Sunday, November 16, 2014

How did Moses sin?

Now there was no water for the congregation. And they assembled themselves together against Moses and against Aaron. And the people quarreled with Moses and said, “Would that we had perished when our brothers perished before the Lord! Why have you brought the assembly of the Lord into this wilderness, that we should die here, both we and our cattle? And why have you made us come up out of Egypt to bring us to this evil place? It is no place for grain or figs or vines or pomegranates, and there is no water to drink.” Then Moses and Aaron went from the presence of the assembly to the entrance of the tent of meeting and fell on their faces. And the glory of the Lord appeared to them, and the Lord spoke to Moses, saying, “Take the staff, and assemble the congregation, you and Aaron your brother, and tell the rock before their eyes to yield its water. So you shall bring water out of the rock for them and give drink to the congregation and their cattle.” And Moses took the staff from before the Lord, as he commanded him.10 Then Moses and Aaron gathered the assembly together before the rock, and he said to them, “Hear now, you rebels: shall we bring water for you out of this rock?” 11 And Moses lifted up his hand and struck the rock with his staff twice, and water came out abundantly, and the congregation drank, and their livestock. 12 And the Lord said to Moses and Aaron, “Because you did not believe in me, to uphold me as holy in the eyes of the people of Israel, therefore you shall not bring this assembly into the land that I have given them.” 13 These are the waters of Meribah, where the people of Israel quarreled with the Lord, and through them he showed himself holy (Num 20:2-13).
Commentators puzzle over this passage. What exactly was the sin of Moses? The punishment seems to be disproportionate to the infraction.
i) Some commentators suggest it was sacrilegious to strike the rock inasmuch as the rock symbolized God. However, Moses was commanded to strike the rock in the parallel episode (Exod 17:5-6), so there's nothing inherently sacrilegious about that gesture.
ii) Moses is given specific instructions, which he disobeys. It's important for religious leaders to be just as accountable as the rank-and-file. Moses is not above the law. He must obey all God's commands, just like ordinary Israelites. 
iii) There's a sense in which many of the purity codes were artificial. Their significance is symbolic.
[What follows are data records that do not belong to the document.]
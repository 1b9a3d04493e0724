//! Basic enemy behaviour: walk up to the target and hit it on a cooldown.

use bevy::prelude::*;
use serde::Deserialize;

use crate::entities::targeting::horizontal_distance;
use crate::entities::StateLabel;

#[derive(Component, Deserialize, Debug, Clone, PartialEq)]
#[serde(default)]
pub struct GruntConfig {
    pub attack_range: f32,
    pub attack_cooldown: f32,
    pub damage_multiplier: f32,
    /// Give up the chase beyond this distance
    pub leash_range: f32,
}

impl Default for GruntConfig {
    fn default() -> Self {
        Self {
            attack_range: 2.0,
            attack_cooldown: 1.5,
            damage_multiplier: 1.0,
            leash_range: 15.0,
        }
    }
}

#[derive(Debug, Clone, PartialEq)]
pub enum GruntState {
    Idle,
    Chase,
    Attack { cooldown: f32 },
}

impl GruntState {
    pub fn label(&self) -> StateLabel {
        match self {
            GruntState::Idle => StateLabel::GruntIdle,
            GruntState::Chase => StateLabel::GruntChase,
            GruntState::Attack { .. } => StateLabel::GruntAttack,
        }
    }

    /// Advance one frame. `target` is the target's position, if any.
    pub fn step(&mut self, position: Vec3, target: Option<Vec3>, delta: f32, config: &GruntConfig) -> GruntStep {
        let mut step = GruntStep::default();

        let Some(target) = target else {
            if *self != GruntState::Idle {
                step.next = Some(GruntState::Idle);
            }
            return step;
        };
        let distance = horizontal_distance(position, target);
        let direction = Vec3::new(target.x - position.x, 0.0, target.z - position.z).normalize_or_zero();
        step.facing = Some(direction);

        match self {
            GruntState::Idle => step.next = Some(GruntState::Chase),
            GruntState::Chase => {
                if distance <= config.attack_range {
                    // first swing lands right away
                    step.next = Some(GruntState::Attack { cooldown: 0.0 });
                } else if distance > config.leash_range {
                    step.next = Some(GruntState::Idle);
                } else {
                    step.move_direction = direction;
                }
            }
            GruntState::Attack { cooldown } => {
                *cooldown -= delta;
                if *cooldown <= 0.0 {
                    if distance > config.attack_range {
                        step.next = Some(GruntState::Chase);
                    } else {
                        step.strike = true;
                        *cooldown = config.attack_cooldown;
                    }
                }
            }
        }
        step
    }
}

#[derive(Debug, Clone, Default, PartialEq)]
pub struct GruntStep {
    pub next: Option<GruntState>,
    /// Unit horizontal direction to walk in, zero to stand still
    pub move_direction: Vec3,
    pub facing: Option<Vec3>,
    pub strike: bool,
}

#[cfg(test)]
mod tests {
    use super::*;

    #[test]
    fn idle_grunt_chases_any_target() {
        let config = GruntConfig::default();
        let mut state = GruntState::Idle;
        let step = state.step(Vec3::ZERO, Some(Vec3::new(5.0, 0.0, 0.0)), 0.1, &config);
        assert_eq!(step.next, Some(GruntState::Chase));
    }

    #[test]
    fn chase_walks_until_in_range() {
        let config = GruntConfig::default();
        let mut state = GruntState::Chase;

        let far = state.step(Vec3::ZERO, Some(Vec3::new(5.0, 0.0, 0.0)), 0.1, &config);
        assert_eq!(far.move_direction, Vec3::X);
        assert!(far.next.is_none());

        let near = state.step(Vec3::ZERO, Some(Vec3::new(1.0, 0.0, 0.0)), 0.1, &config);
        assert_eq!(near.next, Some(GruntState::Attack { cooldown: 0.0 }));
    }

    #[test]
    fn attack_strikes_on_cooldown() {
        let config = GruntConfig::default();
        let mut state = GruntState::Attack { cooldown: 0.0 };
        let target = Some(Vec3::new(1.0, 0.0, 0.0));

        assert!(state.step(Vec3::ZERO, target, 0.1, &config).strike);
        assert!(!state.step(Vec3::ZERO, target, 1.0, &config).strike);
        assert!(state.step(Vec3::ZERO, target, 0.6, &config).strike);
    }

    #[test]
    fn losing_the_target_goes_idle() {
        let config = GruntConfig::default();
        let mut state = GruntState::Chase;
        let step = state.step(Vec3::ZERO, None, 0.1, &config);
        assert_eq!(step.next, Some(GruntState::Idle));
    }
}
It's wrong to disobey them, not because they are intrinsically obligatory, but because we have an intrinsic obligation to obey God. In addition, the symbolism was purposeful. So, by the same token, it's important for Moses to respect the emblematic connotations of his actions.
iv) By striking the rock without divine authorization, Moses was acting like a pagan sorcerer–as if he had the inherent power to extract water from rock. Using the rod as a magic wand. His action made himself appear to be the source of miraculous water, rather than God. That's probably the gravity of his offense. Had he been divinely commanded to strike the rock, the effect would be attributable to God, not Moses. 


  1. Moses is an interesting study in this case.

    But considering the plunge of humanity into moral depravity and all manner of wickedness, the curse upon the created order, the destiny of untold numbers of humans being consigned to conscious unending torment in the fire of hell forever - and most shocking of all the murder of the King of Glory - all the result of what seems like a minor infraction in our eyes (eating the forbidden fruit), ought to tell us something of the profound gravity of divine holiness, and the premium that God places upon obedience to His revealed commands.

  2. The interpretation I remember hearing is that Moses sinned greatly in that he spoiled the Gospel illustration that God was trying to accomplish through the 2 incidents of the Israelites being "saved" by the rock and its water. The rock was only to be struck once, even as the Lamb was only struck once to atone for God's people. And thereafter we need only receive Him by faith, even as Moses was simply to speak to the rock in order for the life-giving water to come forth.